== Segment start ==

use uom::si::f64::Time;

use crate::support::{
    constraint::ConstraintError,
    system::{ParameterError, SystemParameters, strictly_positive},
    units::gigayears,
};

/// Stellar age range over which mass loss is integrated.
///
/// Both ends are strictly positive and `min < max`.
#[derive(Debug, Clone, Copy, PartialEq)]
pub struct AgeWindow {
    min: Time,
    max: Time,
}

impl AgeWindow {
    /// Default lower bound, 0.01 Gyr.
    pub const DEFAULT_MIN_GYR: f64 = 0.01;

    /// Validates a window.
    ///
    /// # Errors
    ///
    /// Returns a [`ParameterError`] if either end is not strictly positive or
    /// `max <= min`.
    pub fn new(min: Time, max: Time) -> Result<Self, ParameterError> {
        let min = strictly_positive("minimum age", min)?;
        let max = strictly_positive("maximum age", max)?;
        if max <= min {
            return Err(ParameterError::new("maximum age", ConstraintError::BelowMinimum));
        }
        Ok(Self { min, max })
    }

    /// Window from 0.01 Gyr up to `max`.
    ///
    /// # Errors
    ///
    /// Returns a [`ParameterError`] if `max` is not above 0.01 Gyr.
    pub fn up_to(max: Time) -> Result<Self, ParameterError> {
        Self::new(gigayears(Self::DEFAULT_MIN_GYR), max)
    }

    #[must_use]
    pub fn min(&self) -> Time {
        self.min
    }

    #[must_use]
    pub fn max(&self) -> Time {
        self.max
    }
}

/// Spacing of the display series.
///
/// Only controls which ages are reported for charting. Lifetime totals are
/// computed on a fixed grid and do not depend on it.
#[derive(Debug, Clone, Copy, PartialEq)]
pub struct DisplayStep(Time);

impl DisplayStep {
    /// Default spacing, 0.1 Gyr.
    pub const DEFAULT_GYR: f64 = 0.1;

    /// Validates a step.
    ///
    /// # Errors
    ///
    /// Returns a [`ParameterError`] if the step is not strictly positive.
    pub fn new(step: Time) -> Result<Self, ParameterError> {
        strictly_positive("age step", step).map(Self)
    }

    #[must_use]
    pub fn get(&self) -> Time {
        self.0
    }
}

impl Default for DisplayStep {
    fn default() -> Self {
        Self(gigayears(Self::DEFAULT_GYR))
    }
}

/// Input to the mass-loss model.
#[derive(Debug, Clone, Copy, PartialEq)]
pub struct MassLossInput {
    pub system: SystemParameters,
    pub window: AgeWindow,
    pub display_step: DisplayStep,
}

impl MassLossInput {
    /// Integrates from 0.01 Gyr to the star's age with a 0.1 Gyr display step.
    ///
    /// # Errors
    ///
    /// Returns a [`ParameterError`] if the star is not older than 0.01 Gyr.
    pub fn new(system: SystemParameters) -> Result<Self, ParameterError> {
        Ok(Self {
            system,
            window: AgeWindow::up_to(system.star.age())?,
            display_step: DisplayStep::default(),
        })
    }

    #[must_use]
    pub fn with_window(self, window: AgeWindow) -> Self {
        Self { window, ..self }
    }

    #[must_use]
    pub fn with_display_step(self, display_step: DisplayStep) -> Self {
        Self {
            display_step,
            ..self
        }
    }

    /// Ages of the display series: `min, min + step, …`, always ending at `max`.
    pub(super) fn display_ages(&self) -> Vec<Time> {
        let (min, max) = (self.window.min(), self.window.max());
        let step = self.display_step.get();
        // Drop a penultimate age that lands on `max` up to rounding.
        let last_before_max = max - step * 1e-9;

        let mut ages: Vec<Time> = std::iter::successors(Some(min), |&age| Some(age + step))
            .take_while(|&age| age < last_before_max)
            .collect();
        ages.push(max);
        ages
    }
}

== Segment end ==

### [WHAT IS BEING ASKED]
Search the records for the word "which" and copy every line where it occurs.

### [WRITTEN ANSWER]
/// Stellar age range over which mass loss is integrated.
/// Only controls which ages are reported for charting. Lifetime totals are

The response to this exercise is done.